А  Б  В  Г  Д  Е  Ж  З  И  Й  К  Л  М  Н  О  П  Р  С  Т  У  Ф  Х  Ц  Ч  Ш  Щ  Э  Ю  Я  A-Z

 

Музыку в салон! Педаль вниз! Поехали!
Пару кругов сделаю — и до дому.
И вот мчусь я по автостраде, с умеренным воем ветра за бортом, улыбаюсь вполсилы, подпеваю… Лет пятнадцать тому назад Роллинги записали симпатичнейший альбом, из моих любимых, я его и поставил… «Отложу на потом», «Черный лимузин», «Небеса»… И, наконец, та вещь, которая… которую… Нравится она мне, да, нравится, пожалуй, больше всех остальных, раньше и позже ими написанных: «В ожидании друга»… Какая роскошная музыка! Впрочем, и слова неплохи. «Ничего не хочу сейчас, ни бухать, ни трахаться, ни каяться. Я просто жду друга. Да, друга, которому можно выкричаться в жилетку, который не подведет…»
И клип у меня этот есть, на кассету записан. «Я просто жду друга…» Там сначала один Джаггер с какими-то неграми сидит на крылечке, потом подваливает к нему Ричардс, и они идут вдвоем по улице, в какой-то кабачок, где их у стойки уже ждет Ронни Вуд, а на соседних табуретах смеются Билл Уаймен и Чарли Уоттс… А у Чарли-то — плешка видна, некрупная, с коровий глаз размером… Потом они все вместе надевают музыкальную сбрую и, с понтом дела, начинают зарабатывать на жизнь, играя для местных забулдыг…
У Роллингов до черта отличных песен, которые никогда не надоедают мне, отчего же именно это — моя самая любимая? Не знаю, раньше не задумывался никогда… В самой жизни причина? Нет, жизнь у меня далеко не пуста: есть в ней работа, деньги, молодость, здоровье, любимая жена, обожаемые дети… Рисование, в конце концов… Отец вдруг прорезался… А вот друзей… Друзей никогда не было.
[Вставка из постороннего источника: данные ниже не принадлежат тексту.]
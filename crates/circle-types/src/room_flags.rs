use bitflags::bitflags;
use serde::Serialize;

bitflags! {
    /// Room flags from `structs.h` (ROOM_* constants).
    #[derive(Debug, Clone, Copy, PartialEq, Eq, Hash, Serialize)]
    pub struct RoomFlags: u32 {
        const DARK        = 1 << 0;
        const DEATH       = 1 << 1;
        const NOMOB       = 1 << 2;
        const INDOORS     = 1 << 3;
        const PEACEFUL    = 1 << 4;
        const SOUNDPROOF  = 1 << 5;
        const NOTRACK     = 1 << 6;
        const NOMAGIC     = 1 << 7;
        const TUNNEL      = 1 << 8;
        const PRIVATE     = 1 << 9;
        const GODROOM     = 1 << 10;
        // The rest are reserved for the server's own bookkeeping.
        const HOUSE       = 1 << 11;
        const HOUSE_CRASH = 1 << 12;
        const ATRIUM      = 1 << 13;
        const OLC         = 1 << 14;
        const BFS_MARK    = 1 << 15;
    }
}

bitflags! {
    /// Exit flags from `structs.h` (EX_* constants).
    #[derive(Debug, Clone, Copy, PartialEq, Eq, Hash, Serialize)]
    pub struct ExitFlags: u32 {
        const ISDOOR    = 1 << 0;
        const CLOSED    = 1 << 1;
        const LOCKED    = 1 << 2;
        const PICKPROOF = 1 << 3;
    }
}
Может, в этом все дело?
Глава восьмая

В которой главный герой старается быть скромным, ибо сказано: апломб — это уверенность, лишенная ума и сомнений.
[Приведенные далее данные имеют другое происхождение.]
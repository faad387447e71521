use serde::Serialize;
use strum::{EnumCount, EnumIter, FromRepr, IntoStaticStr};

/// Character positions from `structs.h` (POS_* constants).
#[derive(
    Debug, Clone, Copy, PartialEq, Eq, Hash, Serialize, EnumIter, EnumCount, FromRepr, IntoStaticStr,
)]
#[repr(u8)]
pub enum Position {
    #[serde(rename = "POSITION_DEAD")]
    #[strum(serialize = "POSITION_DEAD")]
    Dead = 0,
    #[serde(rename = "POSITION_MORTALLYW")]
    #[strum(serialize = "POSITION_MORTALLYW")]
    MortallyWounded = 1,
    #[serde(rename = "POSITION_INCAP")]
    #[strum(serialize = "POSITION_INCAP")]
    Incapacitated = 2,
    #[serde(rename = "POSITION_STUNNED")]
    #[strum(serialize = "POSITION_STUNNED")]
    Stunned = 3,
    #[serde(rename = "POSITION_SLEEPING")]
    #[strum(serialize = "POSITION_SLEEPING")]
    Sleeping = 4,
    #[serde(rename = "POSITION_RESTING")]
    #[strum(serialize = "POSITION_RESTING")]
    Resting = 5,
    #[serde(rename = "POSITION_SITTING")]
    #[strum(serialize = "POSITION_SITTING")]
    Sitting = 6,
    #[serde(rename = "POSITION_FIGHTING")]
    #[strum(serialize = "POSITION_FIGHTING")]
    Fighting = 7,
    #[serde(rename = "POSITION_STANDING")]
    #[strum(serialize = "POSITION_STANDING")]
    Standing = 8,
}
Представьте себе картину маслом на холсте: «Пень-муравейник». В раме она висит, или без рамы, не имеет значения. И вот я в музее, хожу по залам, остановился, смотрю на… Стоп, если в музее, тогда точно рама у картины есть. А я в музее. Смотрю на картину и осознанно получаю эстетическое удовольствие.
Рама из дорогих, сама по себе — позолоченная материальная ценность, отлично загрунтован холст, краски — очень хороши, и сочетаются великолепно. А мазок! Только взгляните, как мастер кладет мазок! Я вижу ход его мысли, я понимаю идею этого мазка, я вместе с ним переживаю его эмоции, и в то же время, я восхищен его гением просто как зритель! На картине изображен полдень или около того, на картине день, жаркий день. Я ощущаю этот зной, я вдыхаю чуть кисловатый запах, идущий от молодого, не крупного пока муравейника; если тихонько постучать, поцарапать ногтем по высохшему краю высокого пня, ставшего основой муравьиного города, он глухо отзовется мне, и я едва успею отдернуть пальцы от челюстей бесстрашных маленьких защитников своего лесного удела… Смотрительница в зале приводит меня в чувство, пригрозив полицией и судом за предполагаемый вандализм: полотно вовсе не нуждается в том, чтобы каждый посетитель ковырял его пальцем…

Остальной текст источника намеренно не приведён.